| TO DO |
Take every line from the listing below that contains "impl".

| INPUT |
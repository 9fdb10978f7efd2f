use cubespace_common::{Color, Face};
use serde::{Deserialize, Serialize};
use std::collections::BTreeMap;

/// A handle referencing a material in a [`Palette`].
#[derive(Debug, Clone, Copy, PartialEq, Eq, Hash, PartialOrd, Ord, Serialize, Deserialize)]
pub struct MaterialHandle(pub u8);

/// A flat surface material.
#[derive(Debug, Clone, PartialEq, Serialize, Deserialize)]
pub struct Material {
    pub name: String,
    pub base_color: [f32; 4],
}

impl Material {
    pub fn from_rgb(name: &str, rgb: u32) -> Self {
        let channel = |shift: u32| ((rgb >> shift) & 0xff) as f32 / 255.0;
        Self {
            name: name.to_string(),
            base_color: [channel(16), channel(8), channel(0), 1.0],
        }
    }
}

/// Sticker materials plus one inert material for hidden surfaces.
///
/// Lookups of a color the palette does not know resolve to the inert
/// material.
#[derive(Debug, Clone, Serialize, Deserialize)]
pub struct Palette {
    materials: Vec<Material>,
    by_color: BTreeMap<Color, MaterialHandle>,
    inert: MaterialHandle,
}

impl Default for Palette {
    fn default() -> Self {
        let mut palette = Self {
            materials: Vec::new(),
            by_color: BTreeMap::new(),
            inert: MaterialHandle(0),
        };
        palette.inert = palette.push(Material::from_rgb("black", 0x000000));
        for (color, name, rgb) in [
            (Color::White, "white", 0xffffff),
            (Color::Yellow, "yellow", 0xffff00),
            (Color::Orange, "orange", 0xffa500),
            (Color::Red, "red", 0xff0000),
            (Color::Green, "green", 0x00ff00),
            (Color::Blue, "blue", 0x0000ff),
        ] {
            let handle = palette.push(Material::from_rgb(name, rgb));
            palette.by_color.insert(color, handle);
        }
        palette
    }
}

impl Palette {
    fn push(&mut self, material: Material) -> MaterialHandle {
        let handle = MaterialHandle(self.materials.len() as u8);
        self.materials.push(material);
        handle
    }

    /// Material for a sticker color, falling back to the inert material.
    pub fn material_for(&self, color: Color) -> MaterialHandle {
        self.by_color.get(&color).copied().unwrap_or(self.inert)
    }

    /// Material shown by `face` on a solved cube.
    pub fn home_material(&self, face: Face) -> MaterialHandle {
        self.material_for(face.home_color())
    }

    pub fn inert(&self) -> MaterialHandle {
        self.inert
    }

    pub fn material(&self, handle: MaterialHandle) -> Option<&Material> {
        self.materials.get(handle.0 as usize)
    }

    /// Drop the mapping for one color; it will paint as inert afterwards.
    pub fn forget(&mut self, color: Color) {
        self.by_color.remove(&color);
    }

    pub fn len(&self) -> usize {
        self.materials.len()
    }

    pub fn is_empty(&self) -> bool {
        self.materials.is_empty()
    }
}

#[cfg(test)]
mod tests {
    use super::*;

    #[test]
    fn default_palette_has_seven_materials() {
        let palette = Palette::default();
        assert_eq!(palette.len(), 7);
        let mut handles: Vec<MaterialHandle> =
            Color::ALL.iter().map(|&c| palette.material_for(c)).collect();
        handles.push(palette.inert());
        handles.sort();
        handles.dedup();
        assert_eq!(handles.len(), 7);
    }

    #[test]
    fn rgb_conversion() {
        let m = Material::from_rgb("orange", 0xffa500);
        assert_eq!(m.base_color[0], 1.0);
        assert!((m.base_color[1] - 165.0 / 255.0).abs() < 1e-6);
        assert_eq!(m.base_color[2], 0.0);
        assert_eq!(m.base_color[3], 1.0);
    }

    #[test]
    fn unknown_color_falls_back_to_inert() {
        let mut palette = Palette::default();
        palette.forget(Color::Blue);
        assert_eq!(palette.material_for(Color::Blue), palette.inert());
        assert_ne!(palette.material_for(Color::Red), palette.inert());
    }

    #[test]
    fn home_material_matches_face_color() {
        let palette = Palette::default();
        let m = palette.material(palette.home_material(Face::Front)).unwrap();
        assert_eq!(m.name, "green");
    }
}
use glam::{IVec3, Quat, Vec3};
use serde::{Deserialize, Serialize};

/// Errors from parsing single-letter face or color symbols.
#[derive(Debug, Clone, PartialEq, Eq, thiserror::Error)]
pub enum SymbolError {
    #[error("unknown face letter {0:?}")]
    UnknownFace(char),
    #[error("unknown color letter {0:?}")]
    UnknownColor(char),
}

/// One of the six faces of the cube, named by its position in the standard
/// orientation (white up, green front).
#[derive(Debug, Clone, Copy, PartialEq, Eq, Hash, PartialOrd, Ord, Serialize, Deserialize)]
pub enum Face {
    #[serde(rename = "U")]
    Up,
    #[serde(rename = "D")]
    Down,
    #[serde(rename = "L")]
    Left,
    #[serde(rename = "R")]
    Right,
    #[serde(rename = "F")]
    Front,
    #[serde(rename = "B")]
    Back,
}

impl Face {
    /// All faces, in storage order.
    pub const ALL: [Face; 6] = [
        Face::Up,
        Face::Down,
        Face::Left,
        Face::Right,
        Face::Front,
        Face::Back,
    ];

    /// Storage index in `0..6`, matching the order of [`Face::ALL`].
    pub fn index(self) -> usize {
        self as usize
    }

    pub fn letter(self) -> char {
        match self {
            Face::Up => 'U',
            Face::Down => 'D',
            Face::Left => 'L',
            Face::Right => 'R',
            Face::Front => 'F',
            Face::Back => 'B',
        }
    }

    pub fn from_letter(c: char) -> Result<Self, SymbolError> {
        match c {
            'U' => Ok(Face::Up),
            'D' => Ok(Face::Down),
            'L' => Ok(Face::Left),
            'R' => Ok(Face::Right),
            'F' => Ok(Face::Front),
            'B' => Ok(Face::Back),
            other => Err(SymbolError::UnknownFace(other)),
        }
    }

    /// Color of this face on a solved cube.
    pub fn home_color(self) -> Color {
        match self {
            Face::Up => Color::White,
            Face::Down => Color::Yellow,
            Face::Left => Color::Orange,
            Face::Right => Color::Red,
            Face::Front => Color::Green,
            Face::Back => Color::Blue,
        }
    }

    /// Outward unit normal in lattice space (+x right, +y up, +z front).
    pub fn normal(self) -> IVec3 {
        match self {
            Face::Up => IVec3::Y,
            Face::Down => IVec3::NEG_Y,
            Face::Left => IVec3::NEG_X,
            Face::Right => IVec3::X,
            Face::Front => IVec3::Z,
            Face::Back => IVec3::NEG_Z,
        }
    }

    /// Inverse of [`Face::normal`]. Returns `None` for anything that is not
    /// an axis-aligned unit vector.
    pub fn from_normal(normal: IVec3) -> Option<Self> {
        Face::ALL.into_iter().find(|f| f.normal() == normal)
    }
}

impl std::fmt::Display for Face {
    fn fmt(&self, f: &mut std::fmt::Formatter<'_>) -> std::fmt::Result {
        write!(f, "{}", self.letter())
    }
}

/// Sticker color symbol. The alphabet has exactly six symbols.
#[derive(Debug, Clone, Copy, PartialEq, Eq, Hash, PartialOrd, Ord, Serialize, Deserialize)]
pub enum Color {
    #[serde(rename = "W")]
    White,
    #[serde(rename = "Y")]
    Yellow,
    #[serde(rename = "O")]
    Orange,
    #[serde(rename = "R")]
    Red,
    #[serde(rename = "G")]
    Green,
    #[serde(rename = "B")]
    Blue,
}

impl Color {
    pub const ALL: [Color; 6] = [
        Color::White,
        Color::Yellow,
        Color::Orange,
        Color::Red,
        Color::Green,
        Color::Blue,
    ];

    pub fn letter(self) -> char {
        match self {
            Color::White => 'W',
            Color::Yellow => 'Y',
            Color::Orange => 'O',
            Color::Red => 'R',
            Color::Green => 'G',
            Color::Blue => 'B',
        }
    }

    pub fn from_letter(c: char) -> Result<Self, SymbolError> {
        match c.to_ascii_uppercase() {
            'W' => Ok(Color::White),
            'Y' => Ok(Color::Yellow),
            'O' => Ok(Color::Orange),
            'R' => Ok(Color::Red),
            'G' => Ok(Color::Green),
            'B' => Ok(Color::Blue),
            _ => Err(SymbolError::UnknownColor(c)),
        }
    }
}

impl std::fmt::Display for Color {
    fn fmt(&self, f: &mut std::fmt::Formatter<'_>) -> std::fmt::Result {
        write!(f, "{}", self.letter())
    }
}

/// Rigid transform: position and rotation. Cubelets never scale.
#[derive(Debug, Clone, Copy, PartialEq, Serialize, Deserialize)]
pub struct Transform {
    pub position: Vec3,
    pub rotation: Quat,
}

impl Default for Transform {
    fn default() -> Self {
        Self {
            position: Vec3::ZERO,
            rotation: Quat::IDENTITY,
        }
    }
}

impl Transform {
    pub fn from_position(position: Vec3) -> Self {
        Self {
            position,
            ..Self::default()
        }
    }

    /// Express this transform in the frame of `parent`, i.e. `parent ∘ self`.
    pub fn in_parent(&self, parent: &Transform) -> Transform {
        Transform {
            position: parent.position + parent.rotation * self.position,
            rotation: parent.rotation * self.rotation,
        }
    }

    /// Inverse of [`Transform::in_parent`]: re-express a transform given in
    /// the parent's space relative to `parent`.
    pub fn relative_to(&self, parent: &Transform) -> Transform {
        let inv = parent.rotation.inverse();
        Transform {
            position: inv * (self.position - parent.position),
            rotation: inv * self.rotation,
        }
    }
}
//! Developer tooling: read-only inspection of a running rig.
//!
//! # Invariants
//! - Inspection never mutates the rig.

mod inspector;

pub use inspector::{CubeInspector, CubeletInfo, RigSummary};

| SOLUTION TO THE PROBLEM |
impl Material {
impl Default for Palette {
impl Palette {
impl Face {
impl std::fmt::Display for Face {
impl Color {
impl std::fmt::Display for Color {
impl Default for Transform {
impl Transform {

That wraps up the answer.